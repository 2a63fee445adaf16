//! Router assembly.
//!
//! Routes:
//! - `GET /api/search/{tx,address,contract,logs}` - rate limited (paid budget), then paygated
//! - `GET /api/search/docs` - rate limited (free budget)
//! - `GET /api/x402/endpoints` - rate limited (free budget)
//! - `GET /api/health`
//!
//! Each route counts callers in its own table. Other methods on these paths
//! answer 405 without touching the rate limiter or the paygate.

use std::sync::Arc;

use axum::Router;
use axum::http::{HeaderName, Method};
use axum::routing::{MethodRouter, get};
use clawpoly::rate_limit::{RateLimitPolicy, RateLimiter};
use clawpoly_http::constants::EXPOSED_HEADERS;
use clawpoly_http::server::{PaygateLayer, RateLimitLayer};
use tower_http::cors::{Any, CorsLayer};
use tower_http::trace::TraceLayer;

use crate::error::ApiError;
use crate::handlers::{self, method_not_allowed};
use crate::state::SharedState;

fn limited(route: MethodRouter<SharedState>, policy: RateLimitPolicy) -> MethodRouter<SharedState> {
    route
        .route_layer(RateLimitLayer::new(RateLimiter::new(), policy))
        .fallback(method_not_allowed)
}

fn paid(route: MethodRouter<SharedState>, state: &SharedState, endpoint_id: &'static str) -> MethodRouter<SharedState> {
    limited(
        route.route_layer(PaygateLayer::new(Arc::clone(&state.gate), endpoint_id)),
        state.rate_limits.paid,
    )
}

fn cors() -> CorsLayer {
    let exposed: Vec<HeaderName> = EXPOSED_HEADERS
        .iter()
        .filter_map(|name| HeaderName::from_bytes(name.as_bytes()).ok())
        .collect();
    CorsLayer::new()
        .allow_origin(Any)
        .allow_methods([Method::GET, Method::OPTIONS])
        .allow_headers(Any)
        .expose_headers(exposed)
}

/// Builds the full application router.
pub fn router(state: SharedState) -> Router {
    let free = state.rate_limits.free;

    Router::new()
        .route(
            "/api/search/tx",
            paid(get(handlers::search_tx), &state, handlers::tx::ENDPOINT_ID),
        )
        .route(
            "/api/search/address",
            paid(get(handlers::search_address), &state, handlers::address::ENDPOINT_ID),
        )
        .route(
            "/api/search/contract",
            paid(get(handlers::search_contract), &state, handlers::contract::ENDPOINT_ID),
        )
        .route(
            "/api/search/logs",
            paid(get(handlers::search_logs), &state, handlers::logs::ENDPOINT_ID),
        )
        .route("/api/search/docs", limited(get(handlers::search_docs), free))
        .route("/api/x402/endpoints", limited(get(handlers::list_endpoints), free))
        .route("/api/health", get(handlers::health).fallback(method_not_allowed))
        .fallback(|| async { ApiError::NotFound("Not found") })
        .layer(TraceLayer::new_for_http())
        .layer(cors())
        .with_state(state)
}
//! Wire types of the x402 handshake.

use alloy_primitives::{Address, B256, Bytes};
use chrono::{DateTime, Utc};
use serde::{Deserialize, Deserializer, Serialize, Serializer};

use crate::amount::TokenAmount;
use crate::timestamp::{UnixTimestamp, iso_millis};

/// Protocol version marker, serialized as `"x402-v1"`.
#[derive(Debug, Copy, Clone, Default, PartialEq, Eq, Hash)]
pub struct X402V1;

impl X402V1 {
    /// Wire value of this version.
    pub const VALUE: &'static str = "x402-v1";
}

impl std::fmt::Display for X402V1 {
    fn fmt(&self, f: &mut std::fmt::Formatter<'_>) -> std::fmt::Result {
        f.write_str(Self::VALUE)
    }
}

impl Serialize for X402V1 {
    fn serialize<S: Serializer>(&self, serializer: S) -> Result<S::Ok, S::Error> {
        serializer.serialize_str(Self::VALUE)
    }
}

impl<'de> Deserialize<'de> for X402V1 {
    fn deserialize<D: Deserializer<'de>>(deserializer: D) -> Result<Self, D::Error> {
        let v = String::deserialize(deserializer)?;
        if v == Self::VALUE {
            Ok(Self)
        } else {
            Err(serde::de::Error::custom(format!(
                "expected version {}, got {v}",
                Self::VALUE
            )))
        }
    }
}

/// The payment-required descriptor sent with a 402.
///
/// Built fresh for every challenge and never stored.
#[derive(Debug, Clone, PartialEq, Eq, Serialize, Deserialize)]
#[serde(rename_all = "camelCase")]
pub struct PaymentRequiredInfo {
    /// Protocol version.
    pub version: X402V1,
    /// CAIP-2 network, e.g. `eip155:137`.
    pub network: String,
    /// EIP-155 chain id.
    pub chain_id: u64,
    /// Address that must receive the payment.
    pub pay_to: Address,
    /// Token contract to pay with.
    pub token: Address,
    /// Token symbol.
    pub token_symbol: String,
    /// Token decimals.
    pub token_decimals: u8,
    /// Price in the token's smallest unit.
    pub amount: TokenAmount,
    /// Endpoint being purchased.
    pub endpoint_id: String,
    /// Human-readable description.
    pub description: String,
}

impl PaymentRequiredInfo {
    /// The 402 body message, e.g.
    /// `This endpoint requires payment. Amount: 1000 USDC micro-units ($0.001000)`.
    #[must_use]
    pub fn message(&self) -> String {
        format!(
            "This endpoint requires payment. Amount: {} {} micro-units ({})",
            self.amount,
            self.token_symbol,
            self.amount.format_usd(self.token_decimals)
        )
    }
}

/// A caller-signed, time-bounded, single-use transfer permission.
///
/// The signature is carried through untouched; its authenticity is checked
/// by the settlement layer, not here.
#[derive(Debug, Clone, PartialEq, Eq, Serialize, Deserialize)]
#[serde(rename_all = "camelCase")]
pub struct PaymentAuthorization {
    /// Payer.
    pub from: Address,
    /// Recipient; must match the configured payee.
    pub to: Address,
    /// Authorized amount in smallest units.
    pub value: TokenAmount,
    /// Earliest second the authorization may be used.
    pub valid_after: UnixTimestamp,
    /// Latest second the authorization may be used.
    pub valid_before: UnixTimestamp,
    /// Unique 32-byte nonce.
    pub nonce: B256,
    /// Opaque signature.
    #[serde(default)]
    pub signature: Bytes,
}

/// Acknowledgement returned in `PAYMENT-RESPONSE` after a payment is accepted.
#[derive(Debug, Clone, PartialEq, Eq, Serialize, Deserialize)]
#[serde(rename_all = "camelCase")]
pub struct SettlementAck {
    /// Always `true`; a refused payment never produces an ack.
    pub settled: bool,
    /// Payer.
    pub from: Address,
    /// Authorized amount.
    pub amount: TokenAmount,
    /// Endpoint purchased.
    pub endpoint_id: String,
    /// Acceptance time.
    #[serde(with = "iso_millis")]
    pub timestamp: DateTime<Utc>,
}

impl SettlementAck {
    /// Builds the ack for an accepted authorization.
    #[must_use]
    pub fn accepted(authorization: &PaymentAuthorization, endpoint_id: &str) -> Self {
        Self {
            settled: true,
            from: authorization.from,
            amount: authorization.value,
            endpoint_id: endpoint_id.to_owned(),
            timestamp: Utc::now(),
        }
    }
}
+===+
Please output every line shown above exactly.

repository 2a63fee445adaf16
//! Router assembly.
//!
//! Routes:
//! - `GET /api/search/{tx,address,contract,logs}` - rate limited (paid budget), then paygated
//! - `GET /api/search/docs` - rate limited (free budget)
//! - `GET /api/x402/endpoints` - rate limited (free budget)
//! - `GET /api/health`
//!
//! Each route counts callers in its own table. Other methods on these paths
//! answer 405 without touching the rate limiter or the paygate.

use std::sync::Arc;

use axum::Router;
use axum::http::{HeaderName, Method};
use axum::routing::{MethodRouter, get};
use clawpoly::rate_limit::{RateLimitPolicy, RateLimiter};
use clawpoly_http::constants::EXPOSED_HEADERS;
use clawpoly_http::server::{PaygateLayer, RateLimitLayer};
use tower_http::cors::{Any, CorsLayer};
use tower_http::trace::TraceLayer;

use crate::error::ApiError;
use crate::handlers::{self, method_not_allowed};
use crate::state::SharedState;

fn limited(route: MethodRouter<SharedState>, policy: RateLimitPolicy) -> MethodRouter<SharedState> {
    route
        .route_layer(RateLimitLayer::new(RateLimiter::new(), policy))
        .fallback(method_not_allowed)
}

fn paid(route: MethodRouter<SharedState>, state: &SharedState, endpoint_id: &'static str) -> MethodRouter<SharedState> {
    limited(
        route.route_layer(PaygateLayer::new(Arc::clone(&state.gate), endpoint_id)),
        state.rate_limits.paid,
    )
}

fn cors() -> CorsLayer {
    let exposed: Vec<HeaderName> = EXPOSED_HEADERS
        .iter()
        .filter_map(|name| HeaderName::from_bytes(name.as_bytes()).ok())
        .collect();
    CorsLayer::new()
        .allow_origin(Any)
        .allow_methods([Method::GET, Method::OPTIONS])
        .allow_headers(Any)
        .expose_headers(exposed)
}

/// Builds the full application router.
pub fn router(state: SharedState) -> Router {
    let free = state.rate_limits.free;

    Router::new()
        .route(
            "/api/search/tx",
            paid(get(handlers::search_tx), &state, handlers::tx::ENDPOINT_ID),
        )
        .route(
            "/api/search/address",
            paid(get(handlers::search_address), &state, handlers::address::ENDPOINT_ID),
        )
        .route(
            "/api/search/contract",
            paid(get(handlers::search_contract), &state, handlers::contract::ENDPOINT_ID),
        )
        .route(
            "/api/search/logs",
            paid(get(handlers::search_logs), &state, handlers::logs::ENDPOINT_ID),
        )
        .route("/api/search/docs", limited(get(handlers::search_docs), free))
        .route("/api/x402/endpoints", limited(get(handlers::list_endpoints), free))
        .route("/api/health", get(handlers::health).fallback(method_not_allowed))
        .fallback(|| async { ApiError::NotFound("Not found") })
        .layer(TraceLayer::new_for_http())
        .layer(cors())
        .with_state(state)
}
//! Wire types of the x402 handshake.

use alloy_primitives::{Address, B256, Bytes};
use chrono::{DateTime, Utc};
use serde::{Deserialize, Deserializer, Serialize, Serializer};

use crate::amount::TokenAmount;
use crate::timestamp::{UnixTimestamp, iso_millis};

/// Protocol version marker, serialized as `"x402-v1"`.
#[derive(Debug, Copy, Clone, Default, PartialEq, Eq, Hash)]
pub struct X402V1;

impl X402V1 {
    /// Wire value of this version.
    pub const VALUE: &'static str = "x402-v1";
}

impl std::fmt::Display for X402V1 {
    fn fmt(&self, f: &mut std::fmt::Formatter<'_>) -> std::fmt::Result {
        f.write_str(Self::VALUE)
    }
}

impl Serialize for X402V1 {
    fn serialize<S: Serializer>(&self, serializer: S) -> Result<S::Ok, S::Error> {
        serializer.serialize_str(Self::VALUE)
    }
}

impl<'de> Deserialize<'de> for X402V1 {
    fn deserialize<D: Deserializer<'de>>(deserializer: D) -> Result<Self, D::Error> {
        let v = String::deserialize(deserializer)?;
        if v == Self::VALUE {
            Ok(Self)
        } else {
            Err(serde::de::Error::custom(format!(
                "expected version {}, got {v}",
                Self::VALUE
            )))
        }
    }
}

/// The payment-required descriptor sent with a 402.
///
/// Built fresh for every challenge and never stored.
#[derive(Debug, Clone, PartialEq, Eq, Serialize, Deserialize)]
#[serde(rename_all = "camelCase")]
pub struct PaymentRequiredInfo {
    /// Protocol version.
    pub version: X402V1,
    /// CAIP-2 network, e.g. `eip155:137`.
    pub network: String,
    /// EIP-155 chain id.
    pub chain_id: u64,
    /// Address that must receive the payment.
    pub pay_to: Address,
    /// Token contract to pay with.
    pub token: Address,
    /// Token symbol.
    pub token_symbol: String,
    /// Token decimals.
    pub token_decimals: u8,
    /// Price in the token's smallest unit.
    pub amount: TokenAmount,
    /// Endpoint being purchased.
    pub endpoint_id: String,
    /// Human-readable description.
    pub description: String,
}

impl PaymentRequiredInfo {
    /// The 402 body message, e.g.
    /// `This endpoint requires payment. Amount: 1000 USDC micro-units ($0.001000)`.
    #[must_use]
    pub fn message(&self) -> String {
        format!(
            "This endpoint requires payment. Amount: {} {} micro-units ({})",
            self.amount,
            self.token_symbol,
            self.amount.format_usd(self.token_decimals)
        )
    }
}

/// A caller-signed, time-bounded, single-use transfer permission.
///
/// The signature is carried through untouched; its authenticity is checked
/// by the settlement layer, not here.
#[derive(Debug, Clone, PartialEq, Eq, Serialize, Deserialize)]
#[serde(rename_all = "camelCase")]
pub struct PaymentAuthorization {
    /// Payer.
    pub from: Address,
    /// Recipient; must match the configured payee.
    pub to: Address,
    /// Authorized amount in smallest units.
    pub value: TokenAmount,
    /// Earliest second the authorization may be used.
    pub valid_after: UnixTimestamp,
    /// Latest second the authorization may be used.
    pub valid_before: UnixTimestamp,
    /// Unique 32-byte nonce.
    pub nonce: B256,
    /// Opaque signature.
    #[serde(default)]
    pub signature: Bytes,
}

/// Acknowledgement returned in `PAYMENT-RESPONSE` after a payment is accepted.
#[derive(Debug, Clone, PartialEq, Eq, Serialize, Deserialize)]
#[serde(rename_all = "camelCase")]
pub struct SettlementAck {
    /// Always `true`; a refused payment never produces an ack.
    pub settled: bool,
    /// Payer.
    pub from: Address,
    /// Authorized amount.
    pub amount: TokenAmount,
    /// Endpoint purchased.
    pub endpoint_id: String,
    /// Acceptance time.
    #[serde(with = "iso_millis")]
    pub timestamp: DateTime<Utc>,
}

impl SettlementAck {
    /// Builds the ack for an accepted authorization.
    #[must_use]
    pub fn accepted(authorization: &PaymentAuthorization, endpoint_id: &str) -> Self {
        Self {
            settled: true,
            from: authorization.from,
            amount: authorization.value,
            endpoint_id: endpoint_id.to_owned(),
            timestamp: Utc::now(),
        }
    }
}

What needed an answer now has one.